Nel novembre 2020 il fotografo cinese Boge gira un video di sette secondi e lo pubblica su Douyin (la versione cinese dell’applicazione TikTok): dopo una manciata di ore il post è virale e il suo protagonista – un giovane pastore tibetano dall’aria innocente – si trasforma in uno dei più acclamati influencer di sempre.

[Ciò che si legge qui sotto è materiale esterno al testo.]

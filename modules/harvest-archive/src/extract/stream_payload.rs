//! Decoding of streamed script payloads.
//!
//! Streaming frameworks ship page content as `self.__next_f.push([1,"..."])`
//! calls whose string element holds a serialized component tree. The readable
//! text sits in quoted string literals inside that tree, mixed with module
//! paths, asset URLs and reference markers that must be filtered out.

use std::collections::HashSet;
use std::sync::LazyLock;

use regex::Regex;
use serde_json::Value;

use super::text::clean_text;

/// Shortest string literal considered as a text fragment.
pub const MIN_FRAGMENT_CHARS: usize = 40;
/// Fragments kept after deduplication.
pub const MAX_FRAGMENTS: usize = 200;
/// Minimum share of letters among non-space characters.
pub const MIN_LETTER_RATIO: f64 = 0.5;
/// Maximum ratio of symbol characters to letters.
pub const MAX_SYMBOL_RATIO: f64 = 0.25;
pub const MIN_DISTINCT_WORDS: usize = 5;

const PATH_PREFIXES: &[&str] = &[
    "/", "./", "../", "http", "$", "static/", "_next/", "data:", "{", "[",
];

static PUSH_CALL_RE: LazyLock<Regex> =
    LazyLock::new(|| Regex::new(r"self\.__next_f\.push\(").expect("valid regex"));

// JS `\xHH` escapes are not valid JSON.
static HEX_ESCAPE_RE: LazyLock<Regex> =
    LazyLock::new(|| Regex::new(r"\\x([0-9a-fA-F]{2})").expect("valid regex"));

static STRING_LITERAL_RE: LazyLock<Regex> = LazyLock::new(|| {
    Regex::new(&format!(r#""((?:[^"\\]|\\.){{{MIN_FRAGMENT_CHARS},}})""#)).expect("valid regex")
});

/// Concatenated string payloads of every push call, in document order.
pub(crate) fn decode_chunks(raw_html: &str) -> String {
    let normalized = HEX_ESCAPE_RE.replace_all(raw_html, r"\u00$1");

    let mut combined = String::new();
    for call in PUSH_CALL_RE.find_iter(&normalized) {
        let rest = &normalized[call.end()..];
        let Some(Ok(Value::Array(args))) =
            serde_json::Deserializer::from_str(rest).into_iter::<Value>().next()
        else {
            continue;
        };
        if let Some(chunk) = args.get(1).and_then(Value::as_str) {
            combined.push_str(chunk);
        }
    }
    combined
}

/// Readable prose hidden in streamed payloads, or `None` when there is none.
pub(crate) fn extract_streaming_text(raw_html: &str) -> Option<String> {
    let combined = decode_chunks(raw_html);
    if combined.is_empty() {
        return None;
    }

    let mut seen = HashSet::new();
    let fragments: Vec<String> = STRING_LITERAL_RE
        .captures_iter(&combined)
        .map(|c| unescape_literal(&c[1]))
        .map(|s| s.trim().to_string())
        .filter(|s| is_readable_fragment(s))
        .filter(|s| seen.insert(s.clone()))
        .take(MAX_FRAGMENTS)
        .collect();

    if fragments.is_empty() {
        return None;
    }
    Some(clean_text(&fragments.join(" ")))
}

fn unescape_literal(body: &str) -> String {
    serde_json::from_str::<String>(&format!("\"{body}\"")).unwrap_or_else(|_| body.to_string())
}

/// Whether a decoded literal reads like prose rather than code, paths or ids.
pub fn is_readable_fragment(s: &str) -> bool {
    if s.chars().count() < MIN_FRAGMENT_CHARS {
        return false;
    }
    if PATH_PREFIXES.iter().any(|p| s.starts_with(p)) {
        return false;
    }

    let mut letters = 0usize;
    let mut non_space = 0usize;
    let mut symbols = 0usize;
    for c in s.chars() {
        if c.is_whitespace() {
            continue;
        }
        non_space += 1;
        if c.is_alphabetic() {
            letters += 1;
        } else if !c.is_numeric() && !is_prose_punctuation(c) {
            symbols += 1;
        }
    }
    if letters == 0 || (letters as f64) < MIN_LETTER_RATIO * non_space as f64 {
        return false;
    }
    if symbols as f64 / letters as f64 > MAX_SYMBOL_RATIO {
        return false;
    }

    let distinct_words: HashSet<String> = s
        .split_whitespace()
        .map(|w| w.trim_matches(|c: char| !c.is_alphabetic()))
        .filter(|w| w.chars().count() >= 2 && w.chars().all(char::is_alphabetic))
        .map(str::to_lowercase)
        .collect();
    distinct_words.len() >= MIN_DISTINCT_WORDS
}

fn is_prose_punctuation(c: char) -> bool {
    matches!(
        c,
        '.' | ',' | ';' | ':' | '!' | '?' | '\'' | '"' | '-' | '(' | ')' | '\u{2019}' | '\u{2014}'
    )
}

#[cfg(test)]
mod tests {
    use super::*;

    #[test]
    fn decodes_push_chunks_in_order() {
        let html = r#"<script>self.__next_f.push([1,"first "])</script>
                      <script>self.__next_f.push([1,"second"])</script>"#;
        assert_eq!(decode_chunks(html), "first second");
    }

    #[test]
    fn hex_escapes_are_normalized() {
        let html = r#"<script>self.__next_f.push([1,"fish \x26 chips"])</script>"#;
        assert_eq!(decode_chunks(html), "fish & chips");
    }

    #[test]
    fn malformed_chunks_are_skipped() {
        let html = r#"<script>self.__next_f.push([1,"ok"</script><script>self.__next_f.push([1,"fine"])</script>"#;
        assert_eq!(decode_chunks(html), "fine");
    }

    #[test]
    fn readable_fragment_filter() {
        assert!(is_readable_fragment(
            "The council approved the new community garden on Tuesday evening."
        ));
        assert!(!is_readable_fragment("/_next/static/chunks/app/page-4f2a9c1e8b7d6a5f.js"));
        assert!(!is_readable_fragment("$L4f2a9c1e8b7d6a5f3e2d1c0b9a8f7e6d5c4b3a2f1e0d"));
        assert!(!is_readable_fragment("a1b2c3d4e5f6a7b8c9d0e1f2a3b4c5d6e7f8a9b0c1d2e3"));
        assert!(!is_readable_fragment("too short to matter"));
        assert!(!is_readable_fragment(
            "flex items-center justify-between px-4 py-2 md:px-8 lg:grid-cols-3"
        ));
    }

    #[test]
    fn extracts_article_text_and_drops_noise() {
        let sentence = "Residents gathered at the library to plan the spring river cleanup together.";
        let html = format!(
            r#"<script>self.__next_f.push([1,"0:[\"$\",\"div\",null,{{\"children\":\"{sentence}\"}}]\n"])</script>
               <script>self.__next_f.push([1,"1:I[\"/_next/static/chunks/app/layout-0123456789abcdef.js\"]\n"])</script>"#
        );
        let text = extract_streaming_text(&html).unwrap();
        assert_eq!(text, sentence);
    }

    #[test]
    fn no_payload_yields_none() {
        assert!(extract_streaming_text("<html><body>plain</body></html>").is_none());
    }
}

Nel breve girato il diciannovenne Tenzin Tsondu, ormai meglio conosciuto come Ding Zhen, indossa abiti tradizionali e sorride timidamente a una videocamera che, da programma, avrebbe dovuto riprendere suo fratello Nima, improvvisamente obbligato a mancare l’appuntamento con il fotografo. L’aspetto innocente di Ding Zhen, incorniciato dal paesaggio incontaminato dell’altopiano del Sichuan, nella Cina sudoccidentale, ha fatto breccia nei cuori di numerosissimi utenti social facendo schizzare alle stelle la copertura dei profili del ragazzo alimentata dall’attività degli stessi fan. I follower di Ding Zhen, infatti, si adoperano spontaneamente per promuovere il loro idolo attraverso una strutturata strategia di incessante condivisione, che prevede continue pubblicazioni e rilanci dei contenuti che lo riguardano.
Di pari passo con il fenomeno della frenetica mobilitazione degli “ammiratori virtuali”, vale la pena di analizzare l’inatteso impatto sociale, culturale e persino economico che l’improvviso successo della giovane star ha avuto sulla sua terra d’origine, ossia la contea di Litang nella prefettura autonoma di Ganzi (Cina).
Mentre i giovani locali cercano notorietà emulando le abitudini social del loro nuovo idolo, l’intero assetto socio-culturale della contea sta letteralmente adeguando la propria identità alle moderne tendenze mediatiche, tanto da arrivare ad alterare persino le più radicate usanze tradizionali. Basti pensare, a tal proposito, alla neonata abitudine di festeggiare compleanni e organizzare feste, introdotta solo di recente nella cultura di Litang con il preciso scopo di riprendere gli eventi e trasmetterli in rete per ottenere visibilità, ricevere regali in denaro o per promuovere la vendita diretta di prodotti locali all’esercito di insaziabili fan a caccia di esotico.
L’improvviso aumento del flusso di visitatori, curiosi di esplorare di persona il mondo di Ding Zhen, ha dato un nuovo impulso alla macchina del turismo, aprendo nuove frontiere lavorative per i residenti pronti a improvvisarsi guide turistiche o a reinventare le loro abitazioni nell’ottica dell’accoglienza da offrire ai forestieri.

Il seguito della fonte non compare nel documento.